-- Opening Marker --
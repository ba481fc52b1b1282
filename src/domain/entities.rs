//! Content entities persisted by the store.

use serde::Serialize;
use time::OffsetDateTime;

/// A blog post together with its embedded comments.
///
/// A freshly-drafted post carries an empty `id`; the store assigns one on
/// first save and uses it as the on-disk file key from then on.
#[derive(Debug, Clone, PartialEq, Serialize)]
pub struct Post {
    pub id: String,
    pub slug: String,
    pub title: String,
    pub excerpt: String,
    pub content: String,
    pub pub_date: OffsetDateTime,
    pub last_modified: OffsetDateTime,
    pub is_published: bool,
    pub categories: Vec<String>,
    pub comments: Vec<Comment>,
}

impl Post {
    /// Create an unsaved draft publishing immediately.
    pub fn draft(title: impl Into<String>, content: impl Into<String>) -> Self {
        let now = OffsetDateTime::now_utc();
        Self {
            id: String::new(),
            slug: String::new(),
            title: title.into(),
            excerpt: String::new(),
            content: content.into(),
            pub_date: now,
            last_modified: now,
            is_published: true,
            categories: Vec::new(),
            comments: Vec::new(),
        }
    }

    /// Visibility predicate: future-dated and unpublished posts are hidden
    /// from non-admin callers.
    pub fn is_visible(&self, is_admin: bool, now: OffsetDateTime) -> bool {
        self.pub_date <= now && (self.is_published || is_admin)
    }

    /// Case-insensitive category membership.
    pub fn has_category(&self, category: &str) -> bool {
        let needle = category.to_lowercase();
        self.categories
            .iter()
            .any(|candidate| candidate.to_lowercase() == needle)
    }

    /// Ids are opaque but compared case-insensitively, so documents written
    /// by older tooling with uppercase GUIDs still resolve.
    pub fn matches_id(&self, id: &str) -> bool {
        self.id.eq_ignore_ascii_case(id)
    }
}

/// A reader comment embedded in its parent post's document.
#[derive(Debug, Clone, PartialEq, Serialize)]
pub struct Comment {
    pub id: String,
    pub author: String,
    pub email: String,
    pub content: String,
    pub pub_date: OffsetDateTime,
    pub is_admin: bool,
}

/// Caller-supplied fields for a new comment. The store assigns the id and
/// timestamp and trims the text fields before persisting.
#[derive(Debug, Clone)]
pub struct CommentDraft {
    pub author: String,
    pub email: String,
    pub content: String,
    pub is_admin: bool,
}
-- Closing Marker --
Exercise instructions — Look through the entries and copy every line in which the string "impl" appears.

Response to this exercise —
impl Post {
    pub fn draft(title: impl Into<String>, content: impl Into<String>) -> Self {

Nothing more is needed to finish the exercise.